:: Exercise goal ::
Return each line of the entries that mentions the word "const".

** Opening Provided records block **

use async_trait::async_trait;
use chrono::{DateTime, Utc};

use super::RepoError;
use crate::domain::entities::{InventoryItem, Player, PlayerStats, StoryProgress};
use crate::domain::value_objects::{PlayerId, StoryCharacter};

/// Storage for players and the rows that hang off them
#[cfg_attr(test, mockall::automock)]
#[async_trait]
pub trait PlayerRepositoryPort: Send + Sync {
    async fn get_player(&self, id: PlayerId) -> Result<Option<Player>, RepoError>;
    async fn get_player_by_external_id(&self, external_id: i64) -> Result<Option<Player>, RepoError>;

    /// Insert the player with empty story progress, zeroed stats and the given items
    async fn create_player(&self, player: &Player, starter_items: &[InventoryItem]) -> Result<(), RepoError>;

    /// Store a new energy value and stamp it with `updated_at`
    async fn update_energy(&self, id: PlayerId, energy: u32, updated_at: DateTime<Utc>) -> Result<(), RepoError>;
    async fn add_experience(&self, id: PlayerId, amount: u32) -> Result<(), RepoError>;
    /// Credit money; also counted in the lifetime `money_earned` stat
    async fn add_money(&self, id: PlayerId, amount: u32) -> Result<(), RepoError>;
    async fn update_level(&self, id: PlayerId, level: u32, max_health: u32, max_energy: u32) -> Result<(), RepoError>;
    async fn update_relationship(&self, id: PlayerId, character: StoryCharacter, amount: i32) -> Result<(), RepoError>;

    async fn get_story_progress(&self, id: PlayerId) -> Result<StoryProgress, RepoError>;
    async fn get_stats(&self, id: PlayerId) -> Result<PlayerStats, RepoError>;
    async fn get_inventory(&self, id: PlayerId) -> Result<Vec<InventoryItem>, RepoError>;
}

** Closing Provided records block **
** Opening Provided records block **

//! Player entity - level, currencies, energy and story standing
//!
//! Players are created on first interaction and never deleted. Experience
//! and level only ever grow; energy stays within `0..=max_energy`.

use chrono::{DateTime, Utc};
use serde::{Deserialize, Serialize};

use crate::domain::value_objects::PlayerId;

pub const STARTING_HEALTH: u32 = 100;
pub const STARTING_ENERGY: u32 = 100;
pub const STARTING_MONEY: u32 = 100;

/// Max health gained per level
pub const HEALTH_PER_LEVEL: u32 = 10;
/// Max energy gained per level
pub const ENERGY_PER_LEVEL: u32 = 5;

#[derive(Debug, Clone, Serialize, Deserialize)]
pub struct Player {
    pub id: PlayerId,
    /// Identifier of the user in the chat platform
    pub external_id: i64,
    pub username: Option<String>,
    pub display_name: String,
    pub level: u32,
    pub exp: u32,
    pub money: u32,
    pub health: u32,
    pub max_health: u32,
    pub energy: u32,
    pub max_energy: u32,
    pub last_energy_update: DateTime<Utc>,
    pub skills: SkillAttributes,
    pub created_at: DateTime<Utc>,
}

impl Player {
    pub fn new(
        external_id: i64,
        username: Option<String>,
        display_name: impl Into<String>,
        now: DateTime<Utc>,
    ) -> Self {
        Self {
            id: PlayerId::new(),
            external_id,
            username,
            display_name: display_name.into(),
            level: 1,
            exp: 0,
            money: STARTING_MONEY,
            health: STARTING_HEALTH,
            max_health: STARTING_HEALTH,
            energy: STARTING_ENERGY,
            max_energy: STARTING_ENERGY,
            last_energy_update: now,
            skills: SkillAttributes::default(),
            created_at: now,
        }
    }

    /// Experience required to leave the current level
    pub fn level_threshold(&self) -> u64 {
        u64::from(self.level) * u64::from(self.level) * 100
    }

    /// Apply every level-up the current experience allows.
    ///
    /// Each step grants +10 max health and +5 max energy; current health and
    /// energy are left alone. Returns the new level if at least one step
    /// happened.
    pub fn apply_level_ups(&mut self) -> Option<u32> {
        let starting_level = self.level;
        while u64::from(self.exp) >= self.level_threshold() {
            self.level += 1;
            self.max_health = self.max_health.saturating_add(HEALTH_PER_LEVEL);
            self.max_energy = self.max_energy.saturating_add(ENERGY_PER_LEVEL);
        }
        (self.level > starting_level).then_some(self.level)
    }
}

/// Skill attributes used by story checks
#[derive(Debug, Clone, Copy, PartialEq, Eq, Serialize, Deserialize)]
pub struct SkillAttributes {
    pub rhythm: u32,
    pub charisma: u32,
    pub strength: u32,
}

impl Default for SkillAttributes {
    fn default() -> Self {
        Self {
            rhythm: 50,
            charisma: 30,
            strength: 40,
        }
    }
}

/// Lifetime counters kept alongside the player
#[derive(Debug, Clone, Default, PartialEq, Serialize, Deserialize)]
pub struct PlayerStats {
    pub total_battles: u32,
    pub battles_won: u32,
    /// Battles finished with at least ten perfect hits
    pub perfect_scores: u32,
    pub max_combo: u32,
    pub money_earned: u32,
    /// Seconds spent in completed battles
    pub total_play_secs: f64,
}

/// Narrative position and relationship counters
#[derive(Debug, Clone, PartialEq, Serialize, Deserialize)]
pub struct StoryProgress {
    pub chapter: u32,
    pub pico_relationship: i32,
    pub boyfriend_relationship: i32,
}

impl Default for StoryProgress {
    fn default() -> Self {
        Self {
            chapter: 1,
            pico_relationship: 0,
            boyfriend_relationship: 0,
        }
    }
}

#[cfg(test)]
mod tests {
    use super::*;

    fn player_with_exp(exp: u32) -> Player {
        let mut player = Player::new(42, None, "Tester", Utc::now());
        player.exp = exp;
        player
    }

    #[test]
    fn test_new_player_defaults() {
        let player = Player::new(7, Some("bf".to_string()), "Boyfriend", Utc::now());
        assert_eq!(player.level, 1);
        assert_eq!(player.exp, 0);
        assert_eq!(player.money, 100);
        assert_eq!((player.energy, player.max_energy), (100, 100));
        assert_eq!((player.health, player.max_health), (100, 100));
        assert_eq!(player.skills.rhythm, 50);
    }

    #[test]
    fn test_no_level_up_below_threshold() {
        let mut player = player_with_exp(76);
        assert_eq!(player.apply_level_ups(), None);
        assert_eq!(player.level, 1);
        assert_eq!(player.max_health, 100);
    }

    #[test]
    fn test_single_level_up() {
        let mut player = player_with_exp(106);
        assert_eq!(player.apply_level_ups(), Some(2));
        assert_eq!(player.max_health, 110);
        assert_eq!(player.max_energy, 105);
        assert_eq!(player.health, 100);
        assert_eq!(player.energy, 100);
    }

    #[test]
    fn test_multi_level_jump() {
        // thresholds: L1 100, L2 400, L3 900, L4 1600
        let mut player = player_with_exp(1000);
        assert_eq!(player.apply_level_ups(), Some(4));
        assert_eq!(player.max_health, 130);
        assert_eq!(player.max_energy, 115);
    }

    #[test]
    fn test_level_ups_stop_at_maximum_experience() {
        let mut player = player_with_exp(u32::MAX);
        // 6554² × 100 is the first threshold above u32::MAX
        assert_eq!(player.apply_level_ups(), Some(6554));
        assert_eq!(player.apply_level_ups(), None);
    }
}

** Closing Provided records block **
** Opening Provided records block **

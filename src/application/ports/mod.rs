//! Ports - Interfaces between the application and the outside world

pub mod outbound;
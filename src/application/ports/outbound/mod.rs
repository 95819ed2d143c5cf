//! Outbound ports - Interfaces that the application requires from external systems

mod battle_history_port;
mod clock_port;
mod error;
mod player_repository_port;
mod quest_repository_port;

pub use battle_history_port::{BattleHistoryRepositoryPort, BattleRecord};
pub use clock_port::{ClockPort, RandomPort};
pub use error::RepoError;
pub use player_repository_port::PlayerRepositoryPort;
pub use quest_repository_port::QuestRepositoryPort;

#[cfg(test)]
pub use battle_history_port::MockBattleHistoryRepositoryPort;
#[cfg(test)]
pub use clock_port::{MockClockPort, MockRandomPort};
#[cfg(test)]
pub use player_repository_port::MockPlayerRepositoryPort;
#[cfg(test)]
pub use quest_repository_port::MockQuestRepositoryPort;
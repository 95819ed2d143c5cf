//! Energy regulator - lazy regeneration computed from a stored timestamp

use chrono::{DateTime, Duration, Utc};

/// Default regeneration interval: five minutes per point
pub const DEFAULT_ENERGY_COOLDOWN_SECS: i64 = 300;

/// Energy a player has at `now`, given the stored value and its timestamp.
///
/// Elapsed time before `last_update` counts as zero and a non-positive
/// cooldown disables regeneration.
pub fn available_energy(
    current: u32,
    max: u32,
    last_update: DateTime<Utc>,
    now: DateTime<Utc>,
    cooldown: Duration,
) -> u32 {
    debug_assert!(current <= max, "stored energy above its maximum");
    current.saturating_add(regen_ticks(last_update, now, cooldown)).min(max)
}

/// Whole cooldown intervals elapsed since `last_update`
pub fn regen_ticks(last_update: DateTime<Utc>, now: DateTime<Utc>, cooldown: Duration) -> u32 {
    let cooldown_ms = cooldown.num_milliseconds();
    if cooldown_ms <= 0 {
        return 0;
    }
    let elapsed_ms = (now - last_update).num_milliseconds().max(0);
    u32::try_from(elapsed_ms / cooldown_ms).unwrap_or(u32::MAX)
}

** Closing Provided records block **

:: Solution to this exercise ::
pub const STARTING_HEALTH: u32 = 100;
pub const STARTING_ENERGY: u32 = 100;
pub const STARTING_MONEY: u32 = 100;
pub const HEALTH_PER_LEVEL: u32 = 10;
pub const ENERGY_PER_LEVEL: u32 = 5;
pub const DEFAULT_ENERGY_COOLDOWN_SECS: i64 = 300;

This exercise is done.